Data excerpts

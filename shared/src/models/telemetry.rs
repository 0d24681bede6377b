//! Telemetry record model.
//!
//! Defines `TelemetryRecord`, the uniform shape every sampled counter, watched
//! event, and health observation is turned into before it reaches a sink.

use chrono::{DateTime, Utc};
use serde::{Deserialize, Serialize};
use std::collections::HashMap;

use super::health::HealthState;

/// Free-form key/value metadata attached to traces, metrics, and exceptions.
pub type Tags = HashMap<String, String>;

/// Severity of a trace record.
#[derive(Debug, Clone, Copy, PartialEq, Eq, Hash, PartialOrd, Ord, Serialize, Deserialize)]
#[serde(rename_all = "lowercase")]
pub enum TraceSeverity {
    /// Verbose diagnostic output.
    Verbose,
    /// Informational messages.
    Information,
    /// Warning conditions.
    Warning,
    /// Error conditions.
    Error,
    /// Critical conditions.
    Critical,
}

impl std::fmt::Display for TraceSeverity {
    fn fmt(&self, f: &mut std::fmt::Formatter<'_>) -> std::fmt::Result {
        match self {
            Self::Verbose => write!(f, "verbose"),
            Self::Information => write!(f, "information"),
            Self::Warning => write!(f, "warning"),
            Self::Error => write!(f, "error"),
            Self::Critical => write!(f, "critical"),
        }
    }
}

impl From<HealthState> for TraceSeverity {
    fn from(state: HealthState) -> Self {
        match state {
            HealthState::Error => Self::Error,
            HealthState::Warning => Self::Warning,
            HealthState::Ok | HealthState::Unknown => Self::Information,
        }
    }
}

/// A captured error, flattened so it can outlive the error value it came from.
#[derive(Debug, Clone, PartialEq, Eq, Serialize, Deserialize)]
pub struct ExceptionDetails {
    /// Top-level error message.
    pub message: String,
    /// Messages of the underlying causes, outermost first.
    #[serde(default, skip_serializing_if = "Vec::is_empty")]
    pub causes: Vec<String>,
}

impl ExceptionDetails {
    /// Captures an error and its `source()` chain.
    #[must_use]
    pub fn from_error(error: &(dyn std::error::Error + 'static)) -> Self {
        let mut causes = Vec::new();
        let mut source = error.source();
        while let Some(cause) = source {
            causes.push(cause.to_string());
            source = cause.source();
        }

        Self {
            message: error.to_string(),
            causes,
        }
    }

    /// Creates exception details from a bare message.
    #[must_use]
    pub fn message(message: impl Into<String>) -> Self {
        Self {
            message: message.into(),
            causes: Vec::new(),
        }
    }
}

impl std::fmt::Display for ExceptionDetails {
    fn fmt(&self, f: &mut std::fmt::Formatter<'_>) -> std::fmt::Result {
        write!(f, "{}", self.message)?;
        for cause in &self.causes {
            write!(f, ": {cause}")?;
        }
        Ok(())
    }
}

/// One unit of telemetry handed to a sink.
///
/// Records are built per tick or per event and consumed exactly once by the
/// sink; nothing in the agent keeps a record after reporting it.
///
/// # Example
///
/// ```
/// use shared::models::{TelemetryRecord, TraceSeverity};
///
/// let record = TelemetryRecord::trace("disk failure", TraceSeverity::Error)
///     .with_tag("Source", "disk");
///
/// assert_eq!(record.kind(), "trace");
/// assert_eq!(record.tags().and_then(|t| t.get("Source")).map(String::as_str), Some("disk"));
/// ```
#[derive(Debug, Clone, PartialEq, Serialize, Deserialize)]
#[serde(tag = "kind", rename_all = "snake_case")]
pub enum TelemetryRecord {
    /// A free-text trace message.
    Trace {
        /// The message text.
        message: String,
        /// Severity of the message.
        severity: TraceSeverity,
        /// Additional metadata.
        #[serde(default)]
        tags: Tags,
    },
    /// A single numeric measurement.
    Metric {
        /// Metric name (the counter's friendly name).
        name: String,
        /// Sampled value.
        value: f64,
        /// Additional metadata.
        #[serde(default)]
        tags: Tags,
    },
    /// An error observed by the agent itself.
    Exception {
        /// The captured error.
        error: ExceptionDetails,
        /// Additional metadata.
        #[serde(default)]
        tags: Tags,
    },
    /// Result of an availability test for one application.
    Availability {
        /// Application the test ran against.
        app_name: String,
        /// Name of the test.
        test_name: String,
        /// When the result was captured.
        captured_at: DateTime<Utc>,
        /// Whether the application was considered available.
        success: bool,
        /// Optional explanation, typically set on failure.
        #[serde(skip_serializing_if = "Option::is_none")]
        message: Option<String>,
    },
    /// A health observation for one service instance.
    Health {
        /// Owning application.
        app_name: String,
        /// Service name.
        service_name: String,
        /// Instance identifier.
        instance: String,
        /// Health report source.
        source: String,
        /// Health report property.
        property: String,
        /// Reported state.
        state: HealthState,
    },
}

impl TelemetryRecord {
    /// Creates a trace record without tags.
    #[must_use]
    pub fn trace(message: impl Into<String>, severity: TraceSeverity) -> Self {
        Self::Trace {
            message: message.into(),
            severity,
            tags: Tags::new(),
        }
    }

    /// Creates a metric record without tags.
    #[must_use]
    pub fn metric(name: impl Into<String>, value: f64) -> Self {
        Self::Metric {
            name: name.into(),
            value,
            tags: Tags::new(),
        }
    }

    /// Creates an exception record from any error.
    #[must_use]
    pub fn exception(error: &(dyn std::error::Error + 'static)) -> Self {
        Self::Exception {
            error: ExceptionDetails::from_error(error),
            tags: Tags::new(),
        }
    }

    /// Creates an availability record captured now.
    #[must_use]
    pub fn availability(
        app_name: impl Into<String>,
        test_name: impl Into<String>,
        success: bool,
        message: Option<String>,
    ) -> Self {
        Self::Availability {
            app_name: app_name.into(),
            test_name: test_name.into(),
            captured_at: Utc::now(),
            success,
            message,
        }
    }

    /// Adds a tag. Records without a tag map (availability, health) are returned unchanged.
    #[must_use]
    pub fn with_tag(mut self, key: impl Into<String>, value: impl Into<String>) -> Self {
        if let Some(tags) = self.tags_mut() {
            tags.insert(key.into(), value.into());
        }
        self
    }

    /// Returns the tags of this record, if the variant carries any.
    #[must_use]
    pub fn tags(&self) -> Option<&Tags> {
        match self {
            Self::Trace { tags, .. } | Self::Metric { tags, .. } | Self::Exception { tags, .. } => {
                Some(tags)
            }
            Self::Availability { .. } | Self::Health { .. } => None,
        }
    }

    fn tags_mut(&mut self) -> Option<&mut Tags> {
        match self {
            Self::Trace { tags, .. } | Self::Metric { tags, .. } | Self::Exception { tags, .. } => {
                Some(tags)
            }
            Self::Availability { .. } | Self::Health { .. } => None,
        }
    }

    /// Short lowercase name of the record variant.
    #[must_use]
    pub fn kind(&self) -> &'static str {
        match self {
            Self::Trace { .. } => "trace",
            Self::Metric { .. } => "metric",
            Self::Exception { .. } => "exception",
            Self::Availability { .. } => "availability",
            Self::Health { .. } => "health",
        }
    }
}

#[cfg(test)]
mod tests {
    use super::*;

    #[derive(Debug, thiserror::Error)]
    #[error("outer failure")]
    struct Outer(#[source] Inner);

    #[derive(Debug, thiserror::Error)]
    #[error("inner failure")]
    struct Inner;

    #[test]
    fn test_metric_with_tag() {
        let record = TelemetryRecord::metric("CPU", 12.5).with_tag("host", "node-1");

        match record {
            TelemetryRecord::Metric { name, value, tags } => {
                assert_eq!(name, "CPU");
                assert!((value - 12.5).abs() < f64::EPSILON);
                assert_eq!(tags.get("host"), Some(&"node-1".to_string()));
            }
            other => panic!("unexpected record: {other:?}"),
        }
    }

    #[test]
    fn test_with_tag_ignored_for_availability() {
        let record = TelemetryRecord::availability("app", "watchdog", true, None).with_tag("k", "v");
        assert!(record.tags().is_none());
    }

    #[test]
    fn test_exception_captures_source_chain() {
        let error = Outer(Inner);
        let details = ExceptionDetails::from_error(&error);

        assert_eq!(details.message, "outer failure");
        assert_eq!(details.causes, vec!["inner failure".to_string()]);
        assert_eq!(details.to_string(), "outer failure: inner failure");
    }

    #[test]
    fn test_severity_from_health_state() {
        assert_eq!(TraceSeverity::from(HealthState::Error), TraceSeverity::Error);
        assert_eq!(TraceSeverity::from(HealthState::Warning), TraceSeverity::Warning);
        assert_eq!(TraceSeverity::from(HealthState::Ok), TraceSeverity::Information);
    }

    #[test]
    fn test_record_serialization_is_tagged() {
        let record = TelemetryRecord::trace("hello", TraceSeverity::Warning);
        let json = serde_json::to_value(&record).unwrap();

        assert_eq!(json["kind"], "trace");
        assert_eq!(json["severity"], "warning");
        assert_eq!(json["message"], "hello");
    }
}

▸ BRIEF
Nothing should appear in the answer except the lines from the one containing "let details = ExceptionDetails::from_error(&error);" to the end of the data above, reproduced exactly.

▸ EXERCISE OUTPUT
        let details = ExceptionDetails::from_error(&error);

        assert_eq!(details.message, "outer failure");
        assert_eq!(details.causes, vec!["inner failure".to_string()]);
        assert_eq!(details.to_string(), "outer failure: inner failure");
    }

    #[test]
    fn test_severity_from_health_state() {
        assert_eq!(TraceSeverity::from(HealthState::Error), TraceSeverity::Error);
        assert_eq!(TraceSeverity::from(HealthState::Warning), TraceSeverity::Warning);
        assert_eq!(TraceSeverity::from(HealthState::Ok), TraceSeverity::Information);
    }

    #[test]
    fn test_record_serialization_is_tagged() {
        let record = TelemetryRecord::trace("hello", TraceSeverity::Warning);
        let json = serde_json::to_value(&record).unwrap();

        assert_eq!(json["kind"], "trace");
        assert_eq!(json["severity"], "warning");
        assert_eq!(json["message"], "hello");
    }
}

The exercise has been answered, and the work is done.